Goodbye, Eric! See you around! Hope you become POP-ular! Jeez...

Wednesday, February 9, 2011

Set 33 is Finished


You can visit the King Pigeon site to snag a torrent or listen to a streaming version.

It almost didn't happen! Had a big crisis in the middle of the day with seemingly insurmountable audio issues, and even wrote and briefly posted an apology on this blog saying it would be delayed once again. (For your enjoyment, I reproduce that earlier blog post in italics below.) But yes, it's done, and at last I am free to contemplate other things. :-)))

Another Delay for the Set

So, a big :-( No Set 33 on 10 February. And no more announced release dates until it's finished (this is turning into "DJ King Pigeon: Turn Off the Dark"). The artistry behind this set is magnificent--easily my best work. But the post-production has been disastrous, and I'm sort of stunned right now regarding what I'm going to do about it. Need a couple of drinks and some rest--and most of all several more days to review and repair (if that's possible).

So there you have it--the biggest problem with a 3.5 hour set. There are literally not enough hours in the day to deal with any major issues.

Set 33 - Progress Report

Guess what I'm listening to for around the 20th time in two weeks? That's right--Set 33! I'm in Hell!!!! ;-D No! Scratch that! NO winkie face! I'M IN HELL!!!!!

The last 48 hours are the worst. One day everything sounds fantastic, the next everything sounds wrong. Monday night was all fantastic--Tuesday night was all wrong, this due to reviewing the set on my "bassy" headphones and finding the levels not as perfect as they were on by "trebly" headphones. And I have only until around midnight tonight to get it all straightened out. Schedule is to finish listening this morning, make a round of volume edits during lunch (each such edit a terrifying experience since these have the potential to ruin the set), and then listen again in the afternoon. Then I head back to the motel, pay for my next week there, shower, pack a change of clothes, and come back to the office to edit and listen once again. If all goes well I will post the set by 10 PM. Then I'll have to check the downloads to make sure they are working, give a download another listen (though most likely I'll spot check it), and then announce it to the world around midnight--that is, 7 AM in Romania, 6 AM in Paris, 5 AM in London.

One thing is certain: the transitions sound remarkable--recording is now DONE. Nothing needs re-recording.

The problems at this stage always lie with the sound levels, and for reasons I've written about on this blog before...well...the bottom line is that one is doomed to fail.
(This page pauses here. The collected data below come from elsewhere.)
//! On-disk artifact cache
//!
//! A flat directory of cached chart artifacts, one entry per fetched
//! `(chart, project, url, version)` tuple, named by the reversible key
//! encoding from [`crate::key`]. Path allocation is pure computation;
//! only construction and scans touch the filesystem. The layout is a
//! durable contract: any process pointed at the same root reconstructs
//! the index by listing the directory.

use std::path::{Path, PathBuf};
use std::sync::RwLock;

use crate::error::{CoreError, Result};
use crate::key::CacheKey;

/// Stateless path allocator over a cache root directory
pub struct ArtifactCache {
    root: PathBuf,
    // Keeps an in-process scan consistent against concurrent removals
    // issued through this same handle. The filesystem itself needs no
    // locking: entry paths are unique per key.
    scan_lock: RwLock<()>,
}

impl ArtifactCache {
    /// Open the cache at `root`, creating the directory if absent
    ///
    /// The root is created with mode `0700`: cache contents can embed
    /// private repository URLs in entry names.
    pub fn open(root: impl Into<PathBuf>) -> Result<Self> {
        let root = root.into();

        if !root.is_dir() {
            create_private_dir(&root).map_err(|e| CoreError::CacheInit {
                path: root.display().to_string(),
                message: e.to_string(),
            })?;
        }

        Ok(Self {
            root,
            scan_lock: RwLock::new(()),
        })
    }

    /// Open the cache at the default per-user location
    pub fn open_default() -> Result<Self> {
        Self::open(Self::default_root()?)
    }

    /// Default cache root under the platform cache directory
    pub fn default_root() -> Result<PathBuf> {
        let cache_dir = dirs::cache_dir().ok_or_else(|| CoreError::CacheInit {
            path: String::new(),
            message: "could not determine platform cache directory".to_string(),
        })?;
        Ok(cache_dir.join("charthaul").join("charts"))
    }

    /// Cache root directory
    pub fn root(&self) -> &Path {
        &self.root
    }

    /// Compute the entry path for a key
    ///
    /// Pure computation: performs no IO and does not imply the artifact
    /// exists. The same key always yields the same path.
    pub fn path_for(&self, key: &CacheKey) -> PathBuf {
        self.root.join(key.encode())
    }

    /// Return the entry path if the artifact has been materialized
    ///
    /// This is the hit/miss check callers use before a network fetch.
    pub fn path_if_exists(&self, key: &CacheKey) -> Option<PathBuf> {
        let _guard = self.scan_lock.read().unwrap_or_else(|e| e.into_inner());
        let path = self.path_for(key);
        path.exists().then_some(path)
    }

    /// Scan the cache root and decode every entry back into its key
    ///
    /// Entries whose names this codec did not produce are logged and
    /// skipped, not fatal: a corrupt or foreign file must not take the
    /// whole cache down.
    pub fn list(&self) -> Result<Vec<(CacheKey, PathBuf)>> {
        let _guard = self.scan_lock.read().unwrap_or_else(|e| e.into_inner());

        let mut entries = Vec::new();
        for dirent in std::fs::read_dir(&self.root)? {
            let dirent = dirent?;
            let name = dirent.file_name().to_string_lossy().to_string();
            match CacheKey::decode(&name) {
                Ok(key) => entries.push((key, dirent.path())),
                Err(_) => {
                    tracing::warn!("Skipping unrecognized cache entry: {}", name);
                }
            }
        }
        Ok(entries)
    }

    /// Remove a single cache entry, if present
    pub fn remove(&self, key: &CacheKey) -> Result<()> {
        let _guard = self.scan_lock.write().unwrap_or_else(|e| e.into_inner());
        let path = self.path_for(key);
        if path.is_dir() {
            std::fs::remove_dir_all(&path)?;
        } else if path.exists() {
            std::fs::remove_file(&path)?;
        }
        Ok(())
    }

    /// Remove every decodable entry from the cache
    ///
    /// Foreign files in the root are left untouched.
    pub fn clear(&self) -> Result<()> {
        for (key, _) in self.list()? {
            self.remove(&key)?;
        }
        Ok(())
    }
}

#[cfg(unix)]
fn create_private_dir(path: &Path) -> std::io::Result<()> {
    use std::os::unix::fs::DirBuilderExt;
    std::fs::DirBuilder::new().recursive(true).mode(0o700).create(path)
}

#[cfg(not(unix))]
fn create_private_dir(path: &Path) -> std::io::Result<()> {
    std::fs::create_dir_all(path)
}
Either the set starts off too soft, or it winds up distorting. All I can do is accept that on a technical level the set cannot ever sound as good as I dreamed it would, and to hope that the listener enjoys the DJ'ing on display. So if the first hour is too soft, get an amplifier! If it's distorted in spots, consider it an "underground" touch. ;-)

While there is always a sense of disappointment in the final result due to the aforementioned, I always find that when I return to the set a week or two later I am quite happy with how it sounds. I'm a bit myopic right now, hearing only the trouble spots, and unable to enjoy all the fireworks on display. Like, hahaha, this transition I'm listening to right now, where a trance song suddenly turns into the perfect banjo-pickin' accompaniment to a rockabilly tune (who knew?). Lots of good stuff here, and I need to keep reminding myself of that during these tough final hours.

Monday, February 7, 2011

Rotten People

There are two classes of rotten people. One class see themselves always as undeserving victims; another class see themselves always as deserving winners.

I'm in both classes, because I'm depressed and delusional. ;-D

Drum & Bass

It never fails to fascinate me how drum & bass went from being the most po-faced genre of dance music in the 90s to the most reliable celebration of tear-the-room apart joy today.